As a teacher, Rudolf Steiner is brazen. He never flatters. He tames the horses of thinking, lets them ride before us in continuous circles, and is himself completely immune and indifferent to popularity. In an unyielding Michaelic gesture, he refuses to descend; he speaks clearly, in the language of the other person, but it requires the will of the student and a wish for self-development to enter into what is being said. His teaching doesn’t work as mere information; it only makes sense when we reach for it and penetrate it ourselves. In the words of one of his spiritual forefathers, Johann Gottlieb Fichte: “With these words, I . . . want to be regarded as silent and gone, and you, yourself, now take my place. Henceforth, let everything that is to be thought in this assembly be thought and be true only to the extent that you, yourself, have thought it and recognized it as true.”2

Steiner is the teacher of beginning. He hammers away at a culture that he clearly understands but must resist. For him, there are no “good old days.” With that, he’s close to Nietzsche. There’s also no limit to cognition, no moralizing prescriptions, no reason to participate in a culture that we don’t want to participate in. Steiner never wanted to be accepted as a teacher. He didn’t seek a position at a university, in a museum, or in the academy. He is an opener of the way, an uncompromising trailblazer who dares to go to the ends of the Earth to drink his fill at the ocean of the world and look the Midgard Serpent in the eyes. Rudolf Steiner was a warrior teacher; as such, he remains a son of his time, light years ahead.

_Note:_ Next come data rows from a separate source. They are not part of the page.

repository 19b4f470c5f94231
use opentelemetry::KeyValue;
use opentelemetry_otlp::WithExportConfig;
use opentelemetry_sdk::{Resource, runtime, trace as sdktrace};
use tracing_subscriber::{layer::SubscriberExt, util::SubscriberInitExt};

/// Install the global subscriber: env filter, JSON log lines and, when an
/// endpoint is given, OTLP span export.
///
/// `RUST_LOG` overrides `log_level` when set.
pub fn init_tracing(
    service_name: &str,
    log_level: &str,
    otlp_endpoint: Option<&str>,
) -> anyhow::Result<()> {
    let env_filter = tracing_subscriber::EnvFilter::try_from_default_env()
        .unwrap_or_else(|_| tracing_subscriber::EnvFilter::new(log_level));

    let telemetry = match otlp_endpoint.filter(|e| !e.is_empty()) {
        Some(endpoint) => {
            let otlp_exporter = opentelemetry_otlp::new_exporter()
                .tonic()
                .with_endpoint(endpoint);

            let tracer = opentelemetry_otlp::new_pipeline()
                .tracing()
                .with_exporter(otlp_exporter)
                .with_trace_config(sdktrace::config().with_resource(Resource::new(vec![
                    KeyValue::new("service.name", service_name.to_string()),
                ])))
                .install_batch(runtime::Tokio)
                .map_err(|e| {
                    anyhow::anyhow!(
                        "Failed to initialize OTLP tracer for service '{}' at endpoint '{}': {}",
                        service_name,
                        endpoint,
                        e
                    )
                })?;

            Some(tracing_opentelemetry::layer().with_tracer(tracer))
        }
        None => None,
    };

    tracing_subscriber::registry()
        .with(env_filter)
        .with(telemetry)
        .with(
            tracing_subscriber::fmt::layer()
                .with_file(true)
                .with_line_number(true)
                .json()
                .flatten_event(true),
        )
        .try_init()
        .map_err(|e| anyhow::anyhow!("Failed to install tracing subscriber: {}", e))?;

    Ok(())
}
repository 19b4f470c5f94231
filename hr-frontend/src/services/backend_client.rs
use reqwest::{Client, Response, StatusCode};
use serde::{de::DeserializeOwned, Serialize};
use service_core::observability::{TracedClientExt, TracedRequest};
use std::time::Duration;

use super::error::ClientError;
use crate::config::BackendSettings;

/// Credentials and correlation data forwarded from the browser request.
#[derive(Debug, Clone, Default)]
pub struct RequestContext {
    pub access_token: Option<String>,
    pub request_id: Option<String>,
}

/// Thin JSON client for the suite's REST backend.
pub struct BackendClient {
    client: Client,
    base_url: String,
}

impl BackendClient {
    pub fn new(settings: &BackendSettings) -> Result<Self, ClientError> {
        let client = Client::builder()
            .timeout(Duration::from_secs(settings.request_timeout_secs))
            .build()?;

        Ok(Self {
            client,
            base_url: settings.url.trim_end_matches('/').to_string(),
        })
    }

    pub fn base_url(&self) -> &str {
        &self.base_url
    }

    pub async fn get_json<T: DeserializeOwned>(
        &self,
        path: &str,
        ctx: &RequestContext,
        query: &[(String, String)],
    ) -> Result<T, ClientError> {
        let url = self.url(path);
        let request = self.client.traced_get(&url).query(query);
        self.send(request, &url, ctx).await
    }

    pub async fn post_json<B: Serialize + ?Sized, T: DeserializeOwned>(
        &self,
        path: &str,
        ctx: &RequestContext,
        body: &B,
    ) -> Result<T, ClientError> {
        let url = self.url(path);
        let request = self.client.traced_post(&url).json(body);
        self.send(request, &url, ctx).await
    }

    pub async fn put_json<B: Serialize + ?Sized, T: DeserializeOwned>(
        &self,
        path: &str,
        ctx: &RequestContext,
        body: &B,
    ) -> Result<T, ClientError> {
        let url = self.url(path);
        let request = self.client.traced_put(&url).json(body);
        self.send(request, &url, ctx).await
    }

    fn url(&self, path: &str) -> String {
        format!("{}{}", self.base_url, path)
    }

    async fn send<T: DeserializeOwned>(
        &self,
        mut request: TracedRequest,
        url: &str,
        ctx: &RequestContext,
    ) -> Result<T, ClientError> {
        if let Some(token) = &ctx.access_token {
            request = request.bearer_auth(token);
        }

        let response = request
            .request_id(ctx.request_id.as_deref())
            .send()
            .await
            .map_err(|e| {
                tracing::error!("Failed to send request to {}: {}", url, e);
                ClientError::Http(e)
            })?;

        decode(response, url).await
    }
}

async fn decode<T: DeserializeOwned>(response: Response, url: &str) -> Result<T, ClientError> {
    let status = response.status();

    if status == StatusCode::NOT_FOUND {
        return Err(ClientError::NotFound(url.to_string()));
    }

    if !status.is_success() {
        let body = response.text().await.unwrap_or_default();
        tracing::warn!(%status, url, "Backend rejected request");
        return Err(ClientError::Status { status, body });
    }

    response
        .json::<T>()
        .await
        .map_err(|e| ClientError::Decode(e.to_string()))
}
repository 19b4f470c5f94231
//! Access gate: read-only checks against the session user and feature toggles.
//!
//! Every check fails closed. A missing user, a user without roles or an
//! unknown feature key all deny.

use crate::models::{AccessContext, FeatureToggles, User};

/// Exact-match membership in the union of the user's role permissions.
pub fn has_permission(user: Option<&User>, required: &str) -> bool {
    user.map(|u| u.roles.iter().any(|role| role.permissions.contains(required)))
        .unwrap_or(false)
}

pub fn has_feature(toggles: &FeatureToggles, key: &str) -> bool {
    toggles.is_enabled(key)
}

pub fn is_route_allowed(
    user: Option<&User>,
    required_permission: &str,
    toggles: &FeatureToggles,
    required_feature: Option<&str>,
) -> bool {
    has_permission(user, required_permission)
        && required_feature.map_or(true, |feature| has_feature(toggles, feature))
}

/// What a screen or endpoint needs. Menu visibility and route guarding both
/// evaluate it through [`is_route_allowed`].
#[derive(Debug, Clone, Copy, PartialEq, Eq)]
pub struct RouteRequirement {
    pub permission: &'static str,
    pub feature: Option<&'static str>,
}

impl RouteRequirement {
    pub const fn permission(permission: &'static str) -> Self {
        Self {
            permission,
            feature: None,
        }
    }

    pub const fn with_feature(self, feature: &'static str) -> Self {
        Self {
            feature: Some(feature),
            ..self
        }
    }

    pub fn allows(&self, ctx: &AccessContext) -> bool {
        is_route_allowed(
            ctx.user.as_ref(),
            self.permission,
            &ctx.features,
            self.feature,
        )
    }
}

#[cfg(test)]
mod tests {
    use super::*;
    use crate::models::{Role, RoleId};

    fn user_with(codes: &[&str]) -> User {
        User {
            employee_id: "E-1".to_string(),
            roles: vec![Role {
                id: RoleId("1".to_string()),
                name: "Staff".to_string(),
                description: String::new(),
                permissions: codes.iter().copied().collect(),
            }],
        }
    }

    fn toggles(pairs: &[(&str, bool)]) -> FeatureToggles {
        pairs.iter().map(|(k, v)| (k.to_string(), *v)).collect()
    }

    #[test]
    fn test_no_partial_matching() {
        let user = user_with(&["CRORG"]);
        assert!(has_permission(Some(&user), "CRORG"));
        assert!(!has_permission(Some(&user), "RORG"));
        assert!(!has_permission(Some(&user), "CRO"));
    }

    #[test]
    fn test_route_without_feature_ignores_toggles() {
        let user = user_with(&["REMP"]);
        assert!(is_route_allowed(
            Some(&user),
            "REMP",
            &FeatureToggles::default(),
            None
        ));
    }

    #[test]
    fn test_route_needs_both_checks() {
        let user = user_with(&["RLN"]);
        let on = toggles(&[("loans", true)]);
        let off = toggles(&[("loans", false)]);

        assert!(is_route_allowed(Some(&user), "RLN", &on, Some("loans")));
        assert!(!is_route_allowed(Some(&user), "RLN", &off, Some("loans")));
        assert!(!is_route_allowed(Some(&user), "ULN", &on, Some("loans")));
        assert!(!is_route_allowed(None, "RLN", &on, Some("loans")));
    }

    #[test]
    fn test_requirement_uses_context() {
        let requirement = RouteRequirement::permission("RAPP").with_feature("recruitment");
        let ctx = AccessContext::new(
            Some(user_with(&["RAPP"])),
            toggles(&[("recruitment", true)]),
        );
        assert!(requirement.allows(&ctx));
        assert!(!requirement.allows(&AccessContext::anonymous()));
    }
}
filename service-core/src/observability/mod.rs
pub mod logging;
pub mod trace_context;

pub use logging::init_tracing;
pub use trace_context::{
    REQUEST_ID_HEADER, TRACEPARENT_HEADER, TRACESTATE_HEADER, TracedClientExt, TracedRequest,
    inject_trace_headers,
};
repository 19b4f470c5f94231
use serde::Deserialize;

#[derive(Debug, Deserialize, Clone)]
pub struct Settings {
    pub server: ServerSettings,
    pub backend: BackendSettings,
    #[serde(default)]
    pub telemetry: TelemetrySettings,
}

#[derive(Debug, Deserialize, Clone)]
pub struct ServerSettings {
    pub host: String,
    pub port: u16,
}

#[derive(Debug, Deserialize, Clone)]
pub struct BackendSettings {
    /// Base URL of the suite's REST backend (e.g., http://hr-api:8080/api).
    pub url: String,
    #[serde(default = "default_request_timeout_secs")]
    pub request_timeout_secs: u64,
}

fn default_request_timeout_secs() -> u64 {
    10
}

#[derive(Debug, Deserialize, Clone)]
pub struct TelemetrySettings {
    #[serde(default = "default_log_level")]
    pub log_level: String,
    /// OTLP gRPC endpoint (e.g., http://tempo:4317). Export is off when unset.
    #[serde(default)]
    pub otlp_endpoint: Option<String>,
}

impl Default for TelemetrySettings {
    fn default() -> Self {
        Self {
            log_level: default_log_level(),
            otlp_endpoint: None,
        }
    }
}

fn default_log_level() -> String {
    "info".to_string()
}

pub fn get_configuration() -> Result<Settings, config::ConfigError> {
    let base_path = std::env::current_dir().map_err(|e| {
        config::ConfigError::Message(format!("Failed to determine the current directory: {}", e))
    })?;

    // Works from the workspace root and from inside hr-frontend
    let configuration_directory = if base_path.ends_with("hr-frontend") {
        base_path.join("config")
    } else {
        base_path.join("hr-frontend").join("config")
    };

    let settings = config::Config::builder()
        .add_source(config::File::from(configuration_directory.join("base.yaml")).required(true))
        .add_source(
            config::Environment::with_prefix("APP")
                .prefix_separator("_")
                .separator("__"),
        )
        .build()?;

    settings.try_deserialize::<Settings>()
}
use axum::{
    handler::Handler,
    middleware::{from_fn, from_fn_with_state},
    routing::{get, post},
    Router,
};
use service_core::middleware::{metrics::metrics_middleware, tracing::request_id_middleware};
use tower_http::trace::TraceLayer;

use crate::access::navigation::{ROLE_CREATE, ROLE_READ, ROLE_UPDATE};
use crate::handlers::{
    app::health_check,
    metrics::metrics,
    navigation::get_navigation,
    roles::{
        create_role, get_catalog, get_role, list_roles, resolve_permissions, update_role,
    },
};
use crate::middleware::access::{access_context_middleware, require_access};
use crate::AppState;

fn api_router(state: AppState) -> Router<AppState> {
    Router::new()
        .route("/navigation", get(get_navigation))
        .route(
            "/permissions/catalog",
            get(get_catalog.layer(from_fn_with_state(ROLE_READ, require_access))),
        )
        .route(
            "/roles/resolve",
            post(resolve_permissions.layer(from_fn_with_state(ROLE_READ, require_access))),
        )
        .route(
            "/roles",
            get(list_roles.layer(from_fn_with_state(ROLE_READ, require_access)))
                .post(create_role.layer(from_fn_with_state(ROLE_CREATE, require_access))),
        )
        .route(
            "/roles/:id",
            get(get_role.layer(from_fn_with_state(ROLE_READ, require_access)))
                .put(update_role.layer(from_fn_with_state(ROLE_UPDATE, require_access))),
        )
        .layer(from_fn_with_state(state, access_context_middleware))
}

pub fn build_router(state: AppState) -> Router {
    Router::new()
        .route("/health", get(health_check))
        .route("/metrics", get(metrics))
        .nest("/api", api_router(state.clone()))
        .layer(from_fn(metrics_middleware))
        .layer(
            TraceLayer::new_for_http().make_span_with(|request: &axum::http::Request<_>| {
                let request_id = request
                    .headers()
                    .get("x-request-id")
                    .and_then(|value| value.to_str().ok())
                    .unwrap_or("-");

                tracing::info_span!(
                    "http_request",
                    request_id = %request_id,
                    method = %request.method(),
                    uri = %request.uri(),
                    version = ?request.version(),
                )
            }),
        )
        // Outermost, so the span above already sees the request id
        .layer(from_fn(request_id_middleware))
        .with_state(state)
}
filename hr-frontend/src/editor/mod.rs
//! Role editing sessions.

pub mod role_editor;
pub mod subscription;

pub use role_editor::{EditorError, RoleEditor};
pub use subscription::{ListenerRegistry, Subscription};
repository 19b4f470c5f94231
//! Navigation menu of the suite and the requirements its screens share with
//! the API route guard.

use serde::Serialize;

use super::gate::RouteRequirement;
use crate::models::AccessContext;

pub const ROLE_READ: RouteRequirement = RouteRequirement::permission("RORG");
pub const ROLE_CREATE: RouteRequirement = RouteRequirement::permission("CRORG");
pub const ROLE_UPDATE: RouteRequirement = RouteRequirement::permission("URORG");

#[derive(Debug, Clone, Copy)]
pub struct NavItem {
    pub label: &'static str,
    pub path: &'static str,
    pub requirement: RouteRequirement,
}

/// What the browser receives for a visible menu entry.
#[derive(Debug, Clone, PartialEq, Eq, Serialize)]
pub struct NavEntry {
    pub label: &'static str,
    pub path: &'static str,
}

pub const NAVIGATION: &[NavItem] = &[
    NavItem {
        label: "Employees",
        path: "/employees",
        requirement: RouteRequirement::permission("REMP"),
    },
    NavItem {
        label: "Clients",
        path: "/clients",
        requirement: RouteRequirement::permission("RCLI"),
    },
    NavItem {
        label: "Projects",
        path: "/projects",
        requirement: RouteRequirement::permission("RPRO"),
    },
    NavItem {
        label: "Contracts",
        path: "/contracts",
        requirement: RouteRequirement::permission("GCON"),
    },
    NavItem {
        label: "Loans",
        path: "/loans",
        requirement: RouteRequirement::permission("RLN").with_feature("loans"),
    },
    NavItem {
        label: "Recruitment",
        path: "/recruitment",
        requirement: RouteRequirement::permission("RAPP").with_feature("recruitment"),
    },
    NavItem {
        label: "Performance Reviews",
        path: "/performance-reviews",
        requirement: RouteRequirement::permission("RREV").with_feature("performanceReviews"),
    },
    NavItem {
        label: "Organization",
        path: "/organization",
        requirement: RouteRequirement::permission("RORG"),
    },
    NavItem {
        label: "Roles",
        path: "/organization/roles",
        requirement: ROLE_READ,
    },
    NavItem {
        label: "My Documents",
        path: "/my-documents",
        requirement: RouteRequirement::permission("RDM"),
    },
];

pub fn visible_navigation(ctx: &AccessContext) -> Vec<NavEntry> {
    NAVIGATION
        .iter()
        .filter(|item| item.requirement.allows(ctx))
        .map(|item| NavEntry {
            label: item.label,
            path: item.path,
        })
        .collect()
}
use axum::{
    Json,
    http::StatusCode,
    response::{IntoResponse, Response},
};
use serde::Serialize;
use thiserror::Error;

#[derive(Debug, Error)]
pub enum AppError {
    #[error("Validation error: {0}")]
    ValidationError(#[from] validator::ValidationErrors),

    #[error("Bad request: {0}")]
    BadRequest(anyhow::Error),

    #[error("Not found: {0}")]
    NotFound(anyhow::Error),

    #[error("Unauthorized: {0}")]
    Unauthorized(anyhow::Error),

    #[error("Forbidden: {0}")]
    Forbidden(anyhow::Error),

    #[error("Conflict: {0}")]
    Conflict(anyhow::Error),

    #[error("Internal server error: {0}")]
    InternalError(#[from] anyhow::Error),

    #[error("Bad Gateway: {0}")]
    BadGateway(String),

    #[error("Service Unavailable")]
    ServiceUnavailable,

    #[error("Configuration error: {0}")]
    ConfigError(anyhow::Error),
}

impl From<config::ConfigError> for AppError {
    fn from(err: config::ConfigError) -> Self {
        AppError::ConfigError(anyhow::Error::new(err))
    }
}

impl From<std::io::Error> for AppError {
    fn from(err: std::io::Error) -> Self {
        AppError::InternalError(anyhow::Error::new(err))
    }
}

impl AppError {
    pub fn status_code(&self) -> StatusCode {
        match self {
            AppError::ValidationError(_) => StatusCode::UNPROCESSABLE_ENTITY,
            AppError::BadRequest(_) => StatusCode::BAD_REQUEST,
            AppError::NotFound(_) => StatusCode::NOT_FOUND,
            AppError::Unauthorized(_) => StatusCode::UNAUTHORIZED,
            AppError::Forbidden(_) => StatusCode::FORBIDDEN,
            AppError::Conflict(_) => StatusCode::CONFLICT,
            AppError::InternalError(_) | AppError::ConfigError(_) => {
                StatusCode::INTERNAL_SERVER_ERROR
            }
            AppError::BadGateway(_) => StatusCode::BAD_GATEWAY,
            AppError::ServiceUnavailable => StatusCode::SERVICE_UNAVAILABLE,
        }
    }
}

impl IntoResponse for AppError {
    fn into_response(self) -> Response {
        #[derive(Serialize)]
        struct ErrorResponse {
            error: String,
            #[serde(skip_serializing_if = "Option::is_none")]
            details: Option<String>,
        }

        let status = self.status_code();
        let (error_message, details) = match self {
            AppError::ValidationError(err) => {
                ("Validation error".to_string(), Some(err.to_string()))
            }
            AppError::BadRequest(err)
            | AppError::NotFound(err)
            | AppError::Unauthorized(err)
            | AppError::Forbidden(err)
            | AppError::Conflict(err) => (err.to_string(), None),
            AppError::InternalError(err) => {
                tracing::error!(error = %format!("{:#}", err), "Internal server error");
                ("Internal server error".to_string(), None)
            }
            AppError::BadGateway(msg) => (format!("Bad Gateway: {}", msg), None),
            AppError::ServiceUnavailable => ("Service unavailable".to_string(), None),
            AppError::ConfigError(err) => {
                ("Configuration error".to_string(), Some(err.to_string()))
            }
        };

        (
            status,
            Json(ErrorResponse {
                error: error_message,
                details,
            }),
        )
            .into_response()
    }
}
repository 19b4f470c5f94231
pub mod access;
pub mod config;
pub mod editor;
pub mod handlers;
pub mod middleware;
pub mod models;
pub mod services;
pub mod startup;
pub mod utils;

use access::PermissionCatalog;
use metrics_exporter_prometheus::PrometheusHandle;
use services::{RoleStore, SessionSource};
use std::sync::Arc;

/// Shared application state containing the backend collaborators
#[derive(Clone)]
pub struct AppState {
    pub session_source: Arc<dyn SessionSource>,
    pub role_store: Arc<dyn RoleStore>,
    pub catalog: &'static PermissionCatalog,
    pub metrics: Option<PrometheusHandle>,
}

impl AppState {
    pub fn new(
        session_source: Arc<dyn SessionSource>,
        role_store: Arc<dyn RoleStore>,
        catalog: &'static PermissionCatalog,
    ) -> Self {
        Self {
            session_source,
            role_store,
            catalog,
            metrics: None,
        }
    }

    pub fn with_metrics(mut self, handle: PrometheusHandle) -> Self {
        self.metrics = Some(handle);
        self
    }
}
use dotenvy::dotenv;
use hr_frontend::access::HR_CATALOG;
use hr_frontend::config::get_configuration;
use hr_frontend::services::{BackendClient, HttpRoleStore, HttpSessionSource};
use hr_frontend::startup::build_router;
use hr_frontend::AppState;
use service_core::middleware::metrics::install_prometheus_recorder;
use service_core::observability::logging::init_tracing;
use std::sync::Arc;
use tracing::info;

#[tokio::main]
async fn main() -> anyhow::Result<()> {
    dotenv().ok();

    let configuration = get_configuration().map_err(|e| {
        eprintln!("Failed to read configuration: {}", e);
        anyhow::anyhow!("Configuration error: {}", e)
    })?;

    init_tracing(
        "hr-frontend",
        &configuration.telemetry.log_level,
        configuration.telemetry.otlp_endpoint.as_deref(),
    )?;

    let metrics_handle = install_prometheus_recorder()
        .map_err(|e| anyhow::anyhow!("Failed to install metrics recorder: {}", e))?;

    let backend = Arc::new(
        BackendClient::new(&configuration.backend)
            .map_err(|e| anyhow::anyhow!("Failed to build backend client: {}", e))?,
    );
    info!(backend_url = backend.base_url(), "Backend client configured");

    let state = AppState::new(
        Arc::new(HttpSessionSource::new(backend.clone())),
        Arc::new(HttpRoleStore::new(backend)),
        &HR_CATALOG,
    )
    .with_metrics(metrics_handle);

    let app = build_router(state);

    let address = format!(
        "{}:{}",
        configuration.server.host, configuration.server.port
    );
    let listener = tokio::net::TcpListener::bind(&address).await.map_err(|e| {
        tracing::error!("Failed to bind TCP listener to {}: {}", address, e);
        anyhow::anyhow!("Failed to bind to address {}: {}", address, e)
    })?;

    info!("Starting hr-frontend on {}", address);
    axum::serve(listener, app).await.map_err(|e| {
        tracing::error!("Server error: {}", e);
        anyhow::anyhow!("Server error: {}", e)
    })?;

    Ok(())
}
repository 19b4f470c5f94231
use axum::extract::State;

use crate::AppState;

pub async fn metrics(State(state): State<AppState>) -> String {
    state
        .metrics
        .as_ref()
        .map(|handle| handle.render())
        .unwrap_or_default()
}
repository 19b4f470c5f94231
pub mod backend_client;
pub mod error;
pub mod role_store;
pub mod session;

pub use backend_client::{BackendClient, RequestContext};
pub use error::ClientError;
pub use role_store::{HttpRoleStore, RoleFilter, RolePage, RoleQuery, RoleStore};
pub use session::{HttpSessionSource, SessionSource};
use axum::{
    extract::{Request, State},
    http::{header::AUTHORIZATION, HeaderMap},
    middleware::Next,
    response::{IntoResponse, Response},
};
use metrics::counter;
use service_core::error::AppError;
use service_core::middleware::tracing::RequestId;

use crate::access::RouteRequirement;
use crate::models::AccessContext;
use crate::services::RequestContext;
use crate::AppState;

fn bearer_token(headers: &HeaderMap) -> Option<String> {
    headers
        .get(AUTHORIZATION)
        .and_then(|value| value.to_str().ok())
        .and_then(|value| value.strip_prefix("Bearer "))
        .map(str::trim)
        .filter(|token| !token.is_empty())
        .map(str::to_string)
}

/// Loads the caller's [`AccessContext`] and the [`RequestContext`] used for
/// backend calls into the request extensions.
pub async fn access_context_middleware(
    State(state): State<AppState>,
    mut request: Request,
    next: Next,
) -> Response {
    let ctx = RequestContext {
        access_token: bearer_token(request.headers()),
        request_id: request
            .extensions()
            .get::<RequestId>()
            .map(|id| id.as_str().to_string()),
    };

    let access = state.session_source.access_context(&ctx).await;

    request.extensions_mut().insert(ctx);
    request.extensions_mut().insert(access);

    next.run(request).await
}

/// Route guard. Uses the same predicate as the navigation menu.
pub async fn require_access(
    State(requirement): State<RouteRequirement>,
    request: Request,
    next: Next,
) -> Response {
    let access = request.extensions().get::<AccessContext>();

    if access.is_some_and(|ctx| requirement.allows(ctx)) {
        return next.run(request).await;
    }

    counter!("access_denied_total", "permission" => requirement.permission).increment(1);
    tracing::warn!(
        permission = requirement.permission,
        feature = requirement.feature,
        path = %request.uri().path(),
        "Access denied"
    );

    match access.and_then(|ctx| ctx.user.as_ref()) {
        None => AppError::Unauthorized(anyhow::anyhow!("Sign in required")).into_response(),
        Some(_) => AppError::Forbidden(anyhow::anyhow!(
            "Missing permission {}",
            requirement.permission
        ))
        .into_response(),
    }
}

#[cfg(test)]
mod tests {
    use super::*;

    #[test]
    fn test_bearer_token_parsing() {
        let mut headers = HeaderMap::new();
        assert_eq!(bearer_token(&headers), None);

        headers.insert(AUTHORIZATION, "Bearer abc.def".parse().unwrap());
        assert_eq!(bearer_token(&headers).as_deref(), Some("abc.def"));

        headers.insert(AUTHORIZATION, "Basic Zm9vOmJhcg==".parse().unwrap());
        assert_eq!(bearer_token(&headers), None);

        headers.insert(AUTHORIZATION, "Bearer ".parse().unwrap());
        assert_eq!(bearer_token(&headers), None);
    }
}
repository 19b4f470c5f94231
pub async fn health_check() -> &'static str {
    "OK"
}
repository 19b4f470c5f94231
pub mod permission;
pub mod role;
pub mod user;

pub use permission::{Permission, PermissionSet};
pub use role::{Role, RoleId, RolePayload};
pub use user::{AccessContext, FeatureToggles, User};
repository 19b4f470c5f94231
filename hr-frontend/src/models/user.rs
//! Session user and feature toggles, as supplied by the backend.

use serde::{Deserialize, Serialize};
use std::collections::HashMap;

use super::{PermissionSet, Role};

#[derive(Debug, Clone, PartialEq, Serialize, Deserialize)]
#[serde(rename_all = "camelCase")]
pub struct User {
    pub employee_id: String,
    #[serde(default)]
    pub roles: Vec<Role>,
}

impl User {
    /// Union of the permissions of every assigned role.
    pub fn effective_permissions(&self) -> PermissionSet {
        self.roles
            .iter()
            .flat_map(|role| role.permissions.iter().cloned())
            .collect()
    }
}

/// Organization-level feature switches. Unknown keys read as disabled.
#[derive(Debug, Clone, Default, PartialEq, Eq, Serialize, Deserialize)]
#[serde(transparent)]
pub struct FeatureToggles(HashMap<String, bool>);

impl FeatureToggles {
    pub fn is_enabled(&self, key: &str) -> bool {
        self.0.get(key).copied().unwrap_or(false)
    }
}

impl FromIterator<(String, bool)> for FeatureToggles {
    fn from_iter<I: IntoIterator<Item = (String, bool)>>(iter: I) -> Self {
        Self(iter.into_iter().collect())
    }
}

/// Read-only snapshot of who is asking and which features are on.
#[derive(Debug, Clone, Default)]
pub struct AccessContext {
    pub user: Option<User>,
    pub features: FeatureToggles,
}

impl AccessContext {
    pub fn new(user: Option<User>, features: FeatureToggles) -> Self {
        Self { user, features }
    }

    pub fn anonymous() -> Self {
        Self::default()
    }
}

#[cfg(test)]
mod tests {
    use super::*;
    use crate::models::RoleId;
    use serde_json::json;

    fn role(id: &str, codes: &[&str]) -> Role {
        Role {
            id: RoleId(id.to_string()),
            name: format!("role-{}", id),
            description: String::new(),
            permissions: codes.iter().copied().collect(),
        }
    }

    #[test]
    fn test_effective_permissions_is_union() {
        let user = User {
            employee_id: "E-1".to_string(),
            roles: vec![role("1", &["REMP", "RDM"]), role("2", &["RDM", "GCON"])],
        };
        let effective = user.effective_permissions();
        assert_eq!(effective.len(), 3);
        assert!(effective.contains_all(["REMP", "RDM", "GCON"]));
    }

    #[test]
    fn test_user_deserializes_camel_case() {
        let user: User = serde_json::from_value(json!({ "employeeId": "E-9" })).unwrap();
        assert_eq!(user.employee_id, "E-9");
        assert!(user.roles.is_empty());
    }

    #[test]
    fn test_missing_toggle_is_disabled() {
        let toggles: FeatureToggles =
            serde_json::from_value(json!({ "loans": true, "recruitment": false })).unwrap();
        assert!(toggles.is_enabled("loans"));
        assert!(!toggles.is_enabled("recruitment"));
        assert!(!toggles.is_enabled("performance"));
    }
}
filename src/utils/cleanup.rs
//! Best-effort removal of local backup artifacts

use std::fs;
use std::path::Path;
use tracing::{info, warn};

/// Remove each path: files directly, directories recursively
///
/// Errors are logged and swallowed; missing paths are ignored.
pub fn clean_up<P: AsRef<Path>>(paths: &[P]) {
    for path in paths {
        let path = path.as_ref();
        let result = if path.is_file() {
            fs::remove_file(path).map(|_| info!("Removed file: {:?}", path))
        } else if path.is_dir() {
            fs::remove_dir_all(path).map(|_| info!("Removed directory: {:?}", path))
        } else {
            Ok(())
        };

        if let Err(e) = result {
            warn!("Failed to clean up {:?}: {}", path, e);
        }
    }
}

/// Remove `dir` only if it exists and has no entries
///
/// Returns true when the directory was removed.
pub fn remove_if_empty(dir: &Path) -> bool {
    let is_empty = match fs::read_dir(dir) {
        Ok(mut entries) => entries.next().is_none(),
        Err(e) => {
            warn!("Cannot inspect backup directory {:?}: {}", dir, e);
            return false;
        }
    };

    if !is_empty {
        info!("Backup directory not empty, keeping: {:?}", dir);
        return false;
    }

    match fs::remove_dir(dir) {
        Ok(()) => {
            info!("Removed empty backup directory: {:?}", dir);
            true
        }
        Err(e) => {
            warn!("Failed to remove backup directory {:?}: {}", dir, e);
            false
        }
    }
}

This year, we bring you a series of articles titled “Rudolf Steiner as…” to honor the 100th anniversary of Rudolf Steiner’s death. These articles are sometimes essays, sometimes simply thoughts or reflections—always an aspect of his being.


Translation Joshua Kelberman

Footnotes

  1. Rudolf Steiner, “Sensory–Suprasensory: Spiritual Knowledge and Artistic Creativity,” Vienna, June 1, 1918, in Art and Theory of Art: Foundations of a New Aesthetics, CW 271 (Hudson, NY: SteinerBooks, 2021).
  2. Johann Gottlieb Fichte, The Science of Knowing: J. G. Fichte’s 1804 Lectures on the Wissenschaftslehre (New York: SUNY Press, 2005).